> **Work to be completed**: Output all entries verbatim.
◆ ◆ ◆ ◆ ◆ ◆ ◆
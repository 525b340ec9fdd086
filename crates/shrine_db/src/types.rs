//! Row types for the event config store and participation ledger.

/// Per-guild sticker-event configuration.
///
/// The numeric row id doubles as the event id: participation records are
/// scoped to it, so a fresh config row starts a fresh event.
#[derive(Debug, Clone, PartialEq, Eq)]
pub struct EventConfig {
    pub id: i64,
    pub guild_id: String,
    pub channel_id: Option<String>,
    pub sticker_id: Option<String>,
    pub role_id: Option<String>,
    pub active: bool,
}

impl EventConfig {
    /// Event id under which participation records are keyed.
    pub fn event_id(&self) -> String {
        self.id.to_string()
    }

    /// A scan may only run when both the channel and the sticker are set.
    pub fn is_scan_ready(&self) -> bool {
        self.channel_id.is_some() && self.sticker_id.is_some()
    }
}

/// Partial update for an [`EventConfig`]; `None` fields are left unchanged.
#[derive(Debug, Clone, Default)]
pub struct EventConfigPatch {
    pub channel_id: Option<String>,
    pub sticker_id: Option<String>,
    pub role_id: Option<String>,
    pub active: Option<bool>,
}

/// One participant's durable idempotency record for one event.
///
/// `granted_role` is monotonic: it flips false to true exactly once and
/// never reverts.
#[derive(Debug, Clone, PartialEq, Eq)]
pub struct ParticipationRecord {
    pub id: i64,
    pub guild_id: String,
    pub user_id: String,
    pub event_id: String,
    pub granted_role: bool,
}
//! Pacing and retry knobs for a scan run.

use std::time::Duration;

/// Tuning for one scan run. Defaults match the pacing the remote
/// service's request budget tolerates in production.
#[derive(Debug, Clone)]
pub struct ScanTuning {
    /// Messages requested per history page.
    pub page_size: usize,
    /// Fixed delay between successive page fetches.
    pub fetch_delay: Duration,
    /// Delay after each fully processed message.
    pub process_delay: Duration,
    /// Delay after each successful role grant and between retry rounds.
    pub grant_delay: Duration,
    /// Emit a progress notification every this many pages.
    pub progress_every: u64,
    /// Total grant attempts per participant (initial try included).
    pub max_retry_attempts: u32,
    /// Suspension used when a rate-limit signal carries no duration.
    pub rate_limit_fallback: Duration,
    /// Cap for the doubling fetch-failure backoff.
    pub max_fetch_backoff: Duration,
}

impl Default for ScanTuning {
    fn default() -> Self {
        Self {
            page_size: 10,
            fetch_delay: Duration::from_millis(1000),
            process_delay: Duration::from_millis(250),
            grant_delay: Duration::from_millis(1000),
            progress_every: 2,
            max_retry_attempts: 3,
            rate_limit_fallback: Duration::from_secs(5),
            max_fetch_backoff: Duration::from_secs(30),
        }
    }
}

impl ScanTuning {
    /// All pacing delays zeroed; retry and paging behavior unchanged.
    pub fn unpaced() -> Self {
        Self {
            fetch_delay: Duration::ZERO,
            process_delay: Duration::ZERO,
            grant_delay: Duration::ZERO,
            ..Self::default()
        }
    }

    /// Backoff after `consecutive_failures` failed fetches of the same
    /// page: twice the inter-page delay, doubling per failure, capped.
    pub fn fetch_backoff(&self, consecutive_failures: u32) -> Duration {
        let base = self
            .fetch_delay
            .max(Duration::from_millis(1))
            .saturating_mul(2);
        let shift = consecutive_failures.saturating_sub(1).min(16);
        base.saturating_mul(1 << shift).min(self.max_fetch_backoff)
    }
}

#[cfg(test)]
mod tests {
    use super::*;

    #[test]
    fn backoff_doubles_and_caps() {
        let tuning = ScanTuning::default();
        assert_eq!(tuning.fetch_backoff(1), Duration::from_secs(2));
        assert_eq!(tuning.fetch_backoff(2), Duration::from_secs(4));
        assert_eq!(tuning.fetch_backoff(3), Duration::from_secs(8));
        assert_eq!(tuning.fetch_backoff(10), Duration::from_secs(30));
    }

    #[test]
    fn backoff_never_zero_even_when_unpaced() {
        let tuning = ScanTuning::unpaced();
        assert!(tuning.fetch_backoff(1) > Duration::ZERO);
    }
}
◆ ◆ ◆ ◆ ◆ ◆ ◆
> **Your solution**:
repository 525b340ec9fdd086
filename crates/shrine_db/src/types.rs
//! Row types for the event config store and participation ledger.

/// Per-guild sticker-event configuration.
///
/// The numeric row id doubles as the event id: participation records are
/// scoped to it, so a fresh config row starts a fresh event.
#[derive(Debug, Clone, PartialEq, Eq)]
pub struct EventConfig {
    pub id: i64,
    pub guild_id: String,
    pub channel_id: Option<String>,
    pub sticker_id: Option<String>,
    pub role_id: Option<String>,
    pub active: bool,
}

impl EventConfig {
    /// Event id under which participation records are keyed.
    pub fn event_id(&self) -> String {
        self.id.to_string()
    }

    /// A scan may only run when both the channel and the sticker are set.
    pub fn is_scan_ready(&self) -> bool {
        self.channel_id.is_some() && self.sticker_id.is_some()
    }
}

/// Partial update for an [`EventConfig`]; `None` fields are left unchanged.
#[derive(Debug, Clone, Default)]
pub struct EventConfigPatch {
    pub channel_id: Option<String>,
    pub sticker_id: Option<String>,
    pub role_id: Option<String>,
    pub active: Option<bool>,
}

/// One participant's durable idempotency record for one event.
///
/// `granted_role` is monotonic: it flips false to true exactly once and
/// never reverts.
#[derive(Debug, Clone, PartialEq, Eq)]
pub struct ParticipationRecord {
    pub id: i64,
    pub guild_id: String,
    pub user_id: String,
    pub event_id: String,
    pub granted_role: bool,
}
//! Pacing and retry knobs for a scan run.

use std::time::Duration;

/// Tuning for one scan run. Defaults match the pacing the remote
/// service's request budget tolerates in production.
#[derive(Debug, Clone)]
pub struct ScanTuning {
    /// Messages requested per history page.
    pub page_size: usize,
    /// Fixed delay between successive page fetches.
    pub fetch_delay: Duration,
    /// Delay after each fully processed message.
    pub process_delay: Duration,
    /// Delay after each successful role grant and between retry rounds.
    pub grant_delay: Duration,
    /// Emit a progress notification every this many pages.
    pub progress_every: u64,
    /// Total grant attempts per participant (initial try included).
    pub max_retry_attempts: u32,
    /// Suspension used when a rate-limit signal carries no duration.
    pub rate_limit_fallback: Duration,
    /// Cap for the doubling fetch-failure backoff.
    pub max_fetch_backoff: Duration,
}

impl Default for ScanTuning {
    fn default() -> Self {
        Self {
            page_size: 10,
            fetch_delay: Duration::from_millis(1000),
            process_delay: Duration::from_millis(250),
            grant_delay: Duration::from_millis(1000),
            progress_every: 2,
            max_retry_attempts: 3,
            rate_limit_fallback: Duration::from_secs(5),
            max_fetch_backoff: Duration::from_secs(30),
        }
    }
}

impl ScanTuning {
    /// All pacing delays zeroed; retry and paging behavior unchanged.
    pub fn unpaced() -> Self {
        Self {
            fetch_delay: Duration::ZERO,
            process_delay: Duration::ZERO,
            grant_delay: Duration::ZERO,
            ..Self::default()
        }
    }

    /// Backoff after `consecutive_failures` failed fetches of the same
    /// page: twice the inter-page delay, doubling per failure, capped.
    pub fn fetch_backoff(&self, consecutive_failures: u32) -> Duration {
        let base = self
            .fetch_delay
            .max(Duration::from_millis(1))
            .saturating_mul(2);
        let shift = consecutive_failures.saturating_sub(1).min(16);
        base.saturating_mul(1 << shift).min(self.max_fetch_backoff)
    }
}

#[cfg(test)]
mod tests {
    use super::*;

    #[test]
    fn backoff_doubles_and_caps() {
        let tuning = ScanTuning::default();
        assert_eq!(tuning.fetch_backoff(1), Duration::from_secs(2));
        assert_eq!(tuning.fetch_backoff(2), Duration::from_secs(4));
        assert_eq!(tuning.fetch_backoff(3), Duration::from_secs(8));
        assert_eq!(tuning.fetch_backoff(10), Duration::from_secs(30));
    }

    #[test]
    fn backoff_never_zero_even_when_unpaced() {
        let tuning = ScanTuning::unpaced();
        assert!(tuning.fetch_backoff(1) > Duration::ZERO);
    }
}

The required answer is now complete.